Foi Lacan quem articulou semblante e real. Um significante, por si só, não significa nada, é um qualquer um, e não há relação natural entre as palavras e as coisas. O que está em jogo é a sua utilização da linguagem como laço, e, para tanto, é necessária a mediação de um discurso. A estabilidade de um discurso é o que vela o valor de crença dos sentidos com os quais construímos a realidade. Assim, para que algum efeito de discurso se produza, resultando numa amarração no campo do sentido, é necessária uma rede de semblantes, e que essa rede de semblantes determine um mais-de-gozar. É a rotina, a regularidade dessa rede, que assegura um sentido na relação entre o significante e o significado, estabilizando, assim, o campo semântico.
A puberdade rompe com a regularidade narcísica da criança, desvela o valor de crença da realidade na qual a criança se sustentava até então. O sujeito se vê embaraçado diante da invasão de um gozo que não se pode sublimar fora do discurso.
Assim, se a puberdade, como assinala Freud, convoca o sujeito a um movimento, diria eu dialético, de desligamento/religamento do Outro, podemos vislumbrar que, diante do declínio do pai, da inexistência do Outro, os efeitos de tal convocação em nossos dias são inegavelmente angustiantes.
O adolescente contemporâneo depara-se com uma realidade na qual os semblantes se multiplicaram, não mais organizados em torno de um Outro idealizado. O avanço da ciência e o declínio do sentido por esse produzido transformaram o campo da realidade e dos semblantes, até então articulados.

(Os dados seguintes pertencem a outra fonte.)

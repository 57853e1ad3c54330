//! Bankview CLI
//!
//! Command-line access to the dashboard data layer:
//! - Build chart specs from app record files
//! - Allocate palettes, classify sentiment, format values
//! - Export reviews to CSV
//! - Manage persisted UI preferences

use anyhow::Context;
use bankview::chart::{build_chart_spec, load_records, AppSummary, ChartMetric};
use bankview::config::{generate_default_config, Config, LoggingConfig};
use bankview::export::{export_reviews_csv, ReviewRecord};
use bankview::format::{format_date, format_number, format_relative_time, group_thousands, parse_timestamp};
use bankview::palette::{allocate_colors_checked, Palette};
use bankview::sentiment::{
    classify_sentiment, extract_aspects, AspectSummary, ScoredReview, SentimentSummary,
    SentimentValue,
};
use bankview::ui::{TableOptions, ToastKind, ToastSpec, UiPreferences};
use clap::{Parser, Subcommand};
use serde::de::DeserializeOwned;
use serde::Serialize;
use std::fs::File;
use std::io::BufReader;
use std::path::{Path, PathBuf};
use std::sync::Mutex;
use tracing_subscriber::fmt::writer::BoxMakeWriter;
use tracing_subscriber::{layer::SubscriberExt, util::SubscriberInitExt, EnvFilter};

#[derive(Parser)]
#[command(name = "bankview")]
#[command(version = env!("CARGO_PKG_VERSION"))]
#[command(about = "Presentation data for the banking app review dashboard")]
pub struct Cli {
    #[command(subcommand)]
    pub command: Commands,

    /// Config file (default: search standard locations)
    #[arg(short, long, global = true)]
    pub config: Option<PathBuf>,
}

#[derive(Subcommand)]
pub enum Commands {
    /// Build a chart spec from a JSON or CSV file of app records
    Chart {
        /// Record file (.json or .csv)
        file: PathBuf,
        /// Metric to plot (rating, installs)
        #[arg(short, long, default_value = "rating")]
        metric: String,
        /// Palette (default: from config for the metric)
        #[arg(short, long)]
        palette: Option<String>,
    },

    /// Summary statistics for a file of app records
    Summary {
        /// Record file (.json or .csv)
        file: PathBuf,
    },

    /// Allocate chart colours
    Colors {
        /// Number of colours
        #[arg(allow_negative_numbers = true)]
        count: i64,
        /// Palette (multicolor, blue, green; anything else is gray)
        #[arg(short, long, default_value = "multicolor")]
        palette: String,
    },

    /// Classify a sentiment label or polarity score
    Sentiment {
        /// "positive", "negative", or a number
        #[arg(allow_hyphen_values = true)]
        value: String,
    },

    /// Sentiment counts and mean score for scored reviews (JSON array)
    SentimentSummary {
        /// Review file (.json) with `sentiment_score` per review
        file: PathBuf,
    },

    /// Aspect-level sentiment for scored reviews (JSON array)
    Aspects {
        /// Review file (.json) with `content` and `sentiment_score`
        file: PathBuf,
        /// Print headline figures instead of the per-aspect breakdown
        #[arg(long)]
        summary: bool,
    },

    /// Describe how long ago a timestamp was
    Ago {
        /// RFC 3339 or unix milliseconds
        timestamp: String,
    },

    /// Abbreviate a number (K/M)
    Number {
        #[arg(allow_negative_numbers = true)]
        value: f64,
        /// Print with thousands separators instead
        #[arg(long)]
        grouped: bool,
    },

    /// Long-form date for a unix millisecond timestamp
    Date {
        #[arg(allow_negative_numbers = true)]
        timestamp: i64,
    },

    /// Export reviews (JSON array) to CSV
    ExportReviews {
        /// Review file (.json)
        file: PathBuf,
        /// Output file (default: stdout)
        #[arg(short, long)]
        output: Option<PathBuf>,
    },

    /// Describe a toast notification
    Toast {
        /// success, error, warning, info
        kind: String,
        message: String,
        #[arg(long)]
        title: Option<String>,
    },

    /// Data table options, with optional JSON overrides
    Table {
        #[arg(long)]
        overrides: Option<String>,
    },

    /// Show or change UI preferences
    Prefs {
        #[command(subcommand)]
        action: PrefsAction,
    },

    /// Generate default config file
    Config {
        /// Output path (default: stdout)
        #[arg(short, long)]
        output: Option<PathBuf>,
    },
}

#[derive(Subcommand)]
pub enum PrefsAction {
    /// Print current preferences
    Show,
    /// Toggle light/dark theme
    Theme,
    /// Toggle sidebar collapse
    Sidebar,
}

fn main() -> anyhow::Result<()> {
    let cli = Cli::parse();

    let config = match &cli.config {
        Some(path) => Config::load_with_env(path)?,
        None => Config::load_default(),
    };
    init_logging(&config.logging)?;

    tracing::debug!("Bankview v{}", env!("CARGO_PKG_VERSION"));

    match cli.command {
        Commands::Chart {
            file,
            metric,
            palette,
        } => {
            let metric: ChartMetric = metric.parse()?;
            let palette = palette
                .map(|p| Palette::from_name(&p))
                .unwrap_or_else(|| config.palette_for(metric));

            let records = load_records(&file)
                .with_context(|| format!("Failed to load records from {:?}", file))?;
            print_json(&build_chart_spec(&records, metric, &palette))?;
        }

        Commands::Summary { file } => {
            let records = load_records(&file)
                .with_context(|| format!("Failed to load records from {:?}", file))?;

            match AppSummary::from_records(&records) {
                Some(summary) => print_json(&summary)?,
                None => println!("No app records in {:?}", file),
            }
        }

        Commands::Colors { count, palette } => {
            let colors = allocate_colors_checked(count, &Palette::from_name(&palette))?;
            print_json(&colors)?;
        }

        Commands::Sentiment { value } => {
            let value = match value.trim().parse::<f64>() {
                Ok(score) => SentimentValue::Score(score),
                Err(_) => SentimentValue::Label(value),
            };
            print_json(&classify_sentiment(&value))?;
        }

        Commands::SentimentSummary { file } => {
            let reviews: Vec<ScoredReview> = read_json(&file)?;
            print_json(&SentimentSummary::from_reviews(&reviews))?;
        }

        Commands::Aspects { file, summary } => {
            let reviews: Vec<ScoredReview> = read_json(&file)?;
            let analysis = extract_aspects(&reviews);
            if summary {
                print_json(&AspectSummary::from_analysis(&analysis))?;
            } else {
                print_json(&analysis)?;
            }
        }

        Commands::Ago { timestamp } => {
            let timestamp = parse_timestamp(&timestamp)?;
            println!("{}", format_relative_time(timestamp));
        }

        Commands::Number { value, grouped } => {
            if grouped {
                println!("{}", group_thousands(value));
            } else {
                println!("{}", format_number(value));
            }
        }

        Commands::Date { timestamp } => {
            println!("{}", format_date(timestamp));
        }

        Commands::ExportReviews { file, output } => {
            let reviews: Vec<ReviewRecord> = read_json(&file)?;

            let written = match output {
                Some(path) => {
                    let out = File::create(&path)
                        .with_context(|| format!("Failed to create {:?}", path))?;
                    let written = export_reviews_csv(out, &reviews)?;
                    eprintln!("Exported {} reviews to {:?}", written, path);
                    written
                }
                None => export_reviews_csv(std::io::stdout().lock(), &reviews)?,
            };
            tracing::debug!("Export complete: {} rows", written);
        }

        Commands::Toast {
            kind,
            message,
            title,
        } => {
            let kind: ToastKind = kind.parse()?;
            let toast = match title {
                Some(title) => ToastSpec::new(title, message, kind),
                None => ToastSpec::new(kind.default_title(), message, kind),
            };
            print_json(&toast)?;
        }

        Commands::Table { overrides } => {
            let overrides = match overrides {
                Some(raw) => serde_json::from_str(&raw).context("Invalid table overrides")?,
                None => serde_json::Value::Null,
            };
            print_json(&TableOptions::default().merged(overrides)?)?;
        }

        Commands::Prefs { action } => {
            let path = &config.preferences.path;
            let mut prefs = UiPreferences::load(path)?;

            match action {
                PrefsAction::Show => {}
                PrefsAction::Theme => {
                    let theme = prefs.toggle_theme();
                    prefs.save(path)?;
                    tracing::info!("Theme set to {}", theme);
                }
                PrefsAction::Sidebar => {
                    let collapsed = prefs.toggle_sidebar();
                    prefs.save(path)?;
                    tracing::info!("Sidebar collapsed: {}", collapsed);
                }
            }

            println!("theme = {}", prefs.theme);
            println!("sidebar_collapsed = {}", prefs.sidebar_collapsed);
            println!("path = {}", path.display());
        }

        Commands::Config { output } => {
            let content = generate_default_config();
            match output {
                Some(path) => {
                    write_file(&path, &content)?;
                    eprintln!("Config written to {:?}", path);
                }
                None => print!("{}", content),
            }
        }
    }

    Ok(())
}

/// Install the global tracing subscriber
fn init_logging(config: &LoggingConfig) -> anyhow::Result<()> {
    let filter = EnvFilter::try_from_default_env()
        .unwrap_or_else(|_| EnvFilter::new(format!("bankview={}", config.level)));

    // stdout carries command output, so logs go to stderr or a file
    let writer = match &config.file {
        Some(path) => {
            let file = std::fs::OpenOptions::new()
                .create(true)
                .append(true)
                .open(path)
                .with_context(|| format!("Failed to open log file {}", path))?;
            BoxMakeWriter::new(Mutex::new(file))
        }
        None => BoxMakeWriter::new(std::io::stderr),
    };
    let ansi = config.file.is_none();

    let registry = tracing_subscriber::registry().with(filter);
    if config.format == "json" {
        registry
            .with(tracing_subscriber::fmt::layer().json().with_writer(writer))
            .init();
    } else {
        registry
            .with(tracing_subscriber::fmt::layer().with_ansi(ansi).with_writer(writer))
            .init();
    }

    Ok(())
}

fn print_json<T: Serialize>(value: &T) -> anyhow::Result<()> {
    println!("{}", serde_json::to_string_pretty(value)?);
    Ok(())
}

fn read_json<T: DeserializeOwned>(path: &Path) -> anyhow::Result<T> {
    let file = File::open(path).with_context(|| format!("Failed to open {:?}", path))?;
    serde_json::from_reader(BufReader::new(file))
        .with_context(|| format!("Failed to parse reviews from {:?}", path))
}

fn write_file(path: &Path, content: &str) -> anyhow::Result<()> {
    if let Some(parent) = path.parent().filter(|p| !p.as_os_str().is_empty()) {
        std::fs::create_dir_all(parent)?;
    }
    std::fs::write(path, content).with_context(|| format!("Failed to write {:?}", path))
}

A Ciência, inaugurada por Galileu, afirmava-se como a escrita da natureza pela matemática. Entretanto, se descolou dessa mesma natureza, e as letras, com as quais a Ciência se escreve hoje, tocam um real que não se confunde mais com o que nos acostumamos a pensar como natural. As letras, assim isoladas, passaram a circular em uma identidade de si, não mais atreladas ao sonho da universalidade da natureza, mas em um circuito que tem sua própria lógica e que, atuando sobre os corpos, produz efeitos com os quais nos deparamos e vamos nos deparar cada vez mais, devido a um inevitável aumento de sua dominância no mundo.

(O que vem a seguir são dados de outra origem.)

//! Calendar date display

use chrono::{DateTime, Utc};

/// Long date, e.g. `March 05, 2024`
pub fn format_date(timestamp_ms: i64) -> String {
    format_with(timestamp_ms, "%B %d, %Y")
}

/// ISO date, e.g. `2024-03-05`
pub fn format_iso_date(timestamp_ms: i64) -> String {
    format_with(timestamp_ms, "%Y-%m-%d")
}

fn format_with(timestamp_ms: i64, pattern: &str) -> String {
    // Out-of-range timestamps are shown as-is
    DateTime::<Utc>::from_timestamp_millis(timestamp_ms)
        .map(|dt| dt.format(pattern).to_string())
        .unwrap_or_else(|| timestamp_ms.to_string())
}

#[cfg(test)]
mod tests {
    use super::*;

    #[test]
    fn test_format_date() {
        // 2024-03-05T10:30:00Z
        assert_eq!(format_date(1_709_634_600_000), "March 05, 2024");
        assert_eq!(format_iso_date(1_709_634_600_000), "2024-03-05");
        assert_eq!(format_date(0), "January 01, 1970");
    }

    #[test]
    fn test_out_of_range() {
        assert_eq!(format_date(i64::MAX), i64::MAX.to_string());
    }
}
//! Review sentiment
//!
//! - **classifier**: label/score to category and colour
//! - **summary**: per-category counts over a batch of reviews
//! - **aspects**: keyword-matched aspects (UI, performance, ads, ...) per review

pub mod aspects;
pub mod classifier;
pub mod summary;

pub use aspects::{
    extract_aspects, extract_aspects_with, AspectAnalysis, AspectMention, AspectRanking,
    AspectStats, AspectSummary, KeywordCount, ReviewAspects, APP_ASPECTS,
};
pub use classifier::{
    categorize_score, category_from_star_rating, classify_sentiment, Sentiment,
    SentimentCategory, SentimentValue, NEGATIVE_THRESHOLD, POSITIVE_THRESHOLD,
};
pub use summary::{ScoredReview, SentimentSummary};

Tal dominância tem consequências significativas sobre os discursos e, por conseguinte, sobre a cadeia de sentidos pelos quais ordenamos nossa experiência de realidade, nossos semblantes.

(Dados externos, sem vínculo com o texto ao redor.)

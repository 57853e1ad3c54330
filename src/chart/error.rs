//! Chart error types

use std::path::PathBuf;
use thiserror::Error;

/// Errors that can occur while loading records or resolving chart options
#[derive(Error, Debug)]
pub enum ChartError {
    /// I/O operation failed
    #[error("IO error: {0}")]
    Io(#[from] std::io::Error),

    /// JSON record file could not be parsed
    #[error("JSON error: {0}")]
    Json(#[from] serde_json::Error),

    /// CSV record file could not be parsed
    #[error("CSV error: {0}")]
    Csv(#[from] csv::Error),

    /// Metric name is not `rating` or `installs`
    #[error("Unknown metric: {0} (expected rating or installs)")]
    UnknownMetric(String),

    /// Record file extension not recognized
    #[error("Unsupported record file: {0:?} (expected .json or .csv)")]
    UnsupportedFormat(PathBuf),
}

/// Result type alias for chart operations
pub type ChartResult<T> = Result<T, ChartError>;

Aos efeitos do avanço da ciência e à pulverização do campo de sentido produzido pela tentativa de redução do real à lógica resultante da livre circulação das letras, devemos acrescentar os efeitos incidentes na economia de gozo do falasser, consequentes à aliança da ciência ao capital. Essa aliança interfere diretamente na relação desses com o corpo, pela produção de objetos de consumo, gadgets gerados a partir da oferta de um gozo que agora se faria possível pelas ofertas do mercado.
É nesse contexto que encontraremos muitos dos adolescentes que chegam aos serviços da chamada Saúde Mental. Invadidos por essa experiência estrangeira do gozo, convocados ao consumo e ao ato, os adolescentes trazem no corpo a novidade. Uma novidade que transborda e que lhes exige uma construção sintomática.
Como religar onde o Outro não existe?
Não são poucas as instituições que buscam restaurar, de forma moral, esse Outro que assim reaparece em sua dimensão superegoica.
A psicanálise aposta em um caminho em que se torne possível acolher esses corpos e a novidade que neles incide em sua dimensão singular. É preciso um tempo para a invenção do falasser e seu sintoma. Um tempo para que cada um, atravessado que é nos dois polos de sua causação, desarticulado do sentido e imerso na liquidez do gozo, possa recorrer a novas invenções sintomáticas que lhe permitam uma resposta singular, só sua, não universalizável, ao que ele é. Com isso, talvez ele inscreva em sua vida o algo próprio e inalienável de seu ser.